- [Material supplied]:
*** Begin section ***
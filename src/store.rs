//! SQLite-backed metadata cache
//!
//! One row per message id. Rows are only ever inserted: a second `put` of the
//! same id is ignored, so the cache grows monotonically until the file is
//! deleted. `received_ts` (UTC milliseconds) drives range queries and
//! ordering, `received_at` keeps the original offset.

use std::collections::HashSet;
use std::path::{Path, PathBuf};

use chrono::{DateTime, FixedOffset, Utc};
use rusqlite::{params, Connection, OptionalExtension, Row};
use tracing::{debug, info, warn};

use crate::error::{Result, SearchError};
use crate::models::{MessageRecord, SyncRange};

const SCHEMA_VERSION: i64 = 1;

const SCHEMA: &str = r#"
    CREATE TABLE IF NOT EXISTS messages (
        message_id TEXT PRIMARY KEY,
        subject TEXT NOT NULL,
        sender TEXT NOT NULL,
        received_at TEXT NOT NULL,
        received_ts INTEGER NOT NULL,
        web_link TEXT NOT NULL,
        cached_at TEXT NOT NULL
    );

    CREATE INDEX IF NOT EXISTS idx_messages_received_ts
        ON messages(received_ts DESC);
"#;

/// Summary of the cache contents
#[derive(Debug, Clone, PartialEq, Eq)]
pub struct StoreStats {
    pub records: usize,
    pub oldest: Option<DateTime<FixedOffset>>,
    pub newest: Option<DateTime<FixedOffset>>,
}

/// Durable message metadata cache
pub struct MetadataStore {
    conn: Connection,
    path: Option<PathBuf>,
}

impl MetadataStore {
    /// Open or create the cache file at `path`
    pub fn open(path: &Path) -> Result<Self> {
        if let Some(parent) = path.parent() {
            if !parent.as_os_str().is_empty() {
                std::fs::create_dir_all(parent)?;
            }
        }

        let conn = Connection::open(path)?;
        let store = Self {
            conn,
            path: Some(path.to_path_buf()),
        };
        store.init_schema()?;
        debug!("Opened metadata store at {:?}", path);
        Ok(store)
    }

    /// Open the cache, recreating it from scratch if the file is unusable
    pub fn open_or_rebuild(path: &Path) -> Result<Self> {
        match Self::open(path) {
            Ok(store) => Ok(store),
            Err(e) if e.is_store_failure() => {
                warn!("Cache at {:?} is unusable ({}), rebuilding", path, e);
                Self::remove_files(path)?;
                Self::open(path)
            }
            Err(e) => Err(e),
        }
    }

    pub fn open_in_memory() -> Result<Self> {
        let store = Self {
            conn: Connection::open_in_memory()?,
            path: None,
        };
        store.init_schema()?;
        Ok(store)
    }

    /// Delete the cache file and its WAL side files. Returns whether anything was removed.
    pub fn remove_files(path: &Path) -> Result<bool> {
        let mut removed = false;
        for candidate in [
            path.to_path_buf(),
            side_file(path, "-wal"),
            side_file(path, "-shm"),
        ] {
            match std::fs::remove_file(&candidate) {
                Ok(()) => {
                    debug!("Removed {:?}", candidate);
                    removed = true;
                }
                Err(e) if e.kind() == std::io::ErrorKind::NotFound => {}
                Err(e) => return Err(e.into()),
            }
        }
        Ok(removed)
    }

    fn init_schema(&self) -> Result<()> {
        // Fails with NotADatabase on garbage files
        let version: i64 = self
            .conn
            .pragma_query_value(None, "user_version", |row| row.get(0))?;

        if version > SCHEMA_VERSION {
            return Err(SearchError::StoreCorrupt(format!(
                "cache schema version {} is newer than supported version {}",
                version, SCHEMA_VERSION
            )));
        }

        if self.path.is_some() {
            self.conn
                .pragma_update_and_check(None, "journal_mode", "WAL", |_| Ok(()))?;
        }
        self.conn.execute_batch(SCHEMA)?;
        self.conn
            .pragma_update(None, "user_version", SCHEMA_VERSION)?;
        Ok(())
    }

    pub fn path(&self) -> Option<&Path> {
        self.path.as_deref()
    }

    /// Insert records, ignoring ids that are already cached.
    ///
    /// All rows go in one transaction, so an interrupted call stores either
    /// the whole batch or nothing. Returns the number of new rows.
    pub fn put(&mut self, records: &[MessageRecord]) -> Result<usize> {
        if records.is_empty() {
            return Ok(0);
        }

        let cached_at = Utc::now().to_rfc3339();
        let tx = self.conn.transaction()?;
        let mut inserted = 0;
        {
            let mut stmt = tx.prepare_cached(
                "INSERT OR IGNORE INTO messages
                 (message_id, subject, sender, received_at, received_ts, web_link, cached_at)
                 VALUES (?1, ?2, ?3, ?4, ?5, ?6, ?7)",
            )?;
            for record in records {
                inserted += stmt.execute(params![
                    record.message_id,
                    record.subject,
                    record.sender,
                    record.received_at.to_rfc3339(),
                    record.received_at.timestamp_millis(),
                    record.web_link,
                    cached_at,
                ])?;
            }
        }
        tx.commit()?;

        debug!("Stored {} of {} records", inserted, records.len());
        Ok(inserted)
    }

    /// Ids of cached messages received inside `range`
    pub fn list_ids(&self, range: &SyncRange) -> Result<HashSet<String>> {
        let mut stmt = self.conn.prepare_cached(
            "SELECT message_id FROM messages WHERE received_ts >= ?1 AND received_ts < ?2",
        )?;
        let ids = stmt
            .query_map(
                params![range.since.timestamp_millis(), range.until.timestamp_millis()],
                |row| row.get::<_, String>(0),
            )?
            .collect::<rusqlite::Result<HashSet<_>>>()?;
        Ok(ids)
    }

    /// All records, newest first, optionally restricted to `range`
    pub fn scan(&self, range: Option<&SyncRange>) -> Result<Vec<MessageRecord>> {
        let (since, until) = match range {
            Some(r) => (r.since.timestamp_millis(), r.until.timestamp_millis()),
            None => (i64::MIN, i64::MAX),
        };

        let mut stmt = self.conn.prepare_cached(
            "SELECT message_id, subject, sender, received_at, web_link
             FROM messages
             WHERE received_ts >= ?1 AND received_ts < ?2
             ORDER BY received_ts DESC, message_id ASC",
        )?;
        let rows = stmt.query_map(params![since, until], record_from_row)?;

        let mut records = Vec::new();
        for row in rows {
            records.push(row??);
        }
        Ok(records)
    }

    pub fn get(&self, message_id: &str) -> Result<Option<MessageRecord>> {
        let mut stmt = self.conn.prepare_cached(
            "SELECT message_id, subject, sender, received_at, web_link
             FROM messages WHERE message_id = ?1",
        )?;
        let record = stmt
            .query_row(params![message_id], record_from_row)
            .optional()?;
        record.transpose()
    }

    pub fn stats(&self) -> Result<StoreStats> {
        let records: i64 = self
            .conn
            .query_row("SELECT COUNT(*) FROM messages", [], |row| row.get(0))?;

        let oldest = self.edge_timestamp("ASC")?;
        let newest = self.edge_timestamp("DESC")?;

        Ok(StoreStats {
            records: records as usize,
            oldest,
            newest,
        })
    }

    fn edge_timestamp(&self, order: &str) -> Result<Option<DateTime<FixedOffset>>> {
        let sql = format!(
            "SELECT received_at FROM messages ORDER BY received_ts {} LIMIT 1",
            order
        );
        let raw: Option<String> = self
            .conn
            .query_row(&sql, [], |row| row.get(0))
            .optional()?;
        raw.map(|s| parse_timestamp(&s)).transpose()
    }

    /// Release the underlying connection
    pub fn close(self) -> Result<()> {
        let path = self.path.clone();
        self.conn.close().map_err(|(_, e)| SearchError::from(e))?;
        info!("Closed metadata store {:?}", path);
        Ok(())
    }
}

fn side_file(path: &Path, suffix: &str) -> PathBuf {
    let mut name = path.as_os_str().to_os_string();
    name.push(suffix);
    PathBuf::from(name)
}

fn parse_timestamp(raw: &str) -> Result<DateTime<FixedOffset>> {
    DateTime::parse_from_rfc3339(raw)
        .map_err(|e| SearchError::StoreCorrupt(format!("bad timestamp '{}': {}", raw, e)))
}

// Outer Result is SQLite's, inner one flags rows we cannot interpret
fn record_from_row(row: &Row<'_>) -> rusqlite::Result<Result<MessageRecord>> {
    let received_at: String = row.get(3)?;
    let received_at = match parse_timestamp(&received_at) {
        Ok(ts) => ts,
        Err(e) => return Ok(Err(e)),
    };

    Ok(Ok(MessageRecord {
        message_id: row.get(0)?,
        subject: row.get(1)?,
        sender: row.get(2)?,
        received_at,
        web_link: row.get(4)?,
    }))
}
*** End section ***
- [What you are asked to do]: The answer should be a number alone: the count of lines in the records that hold the word "params".

- [Expected answer]: 5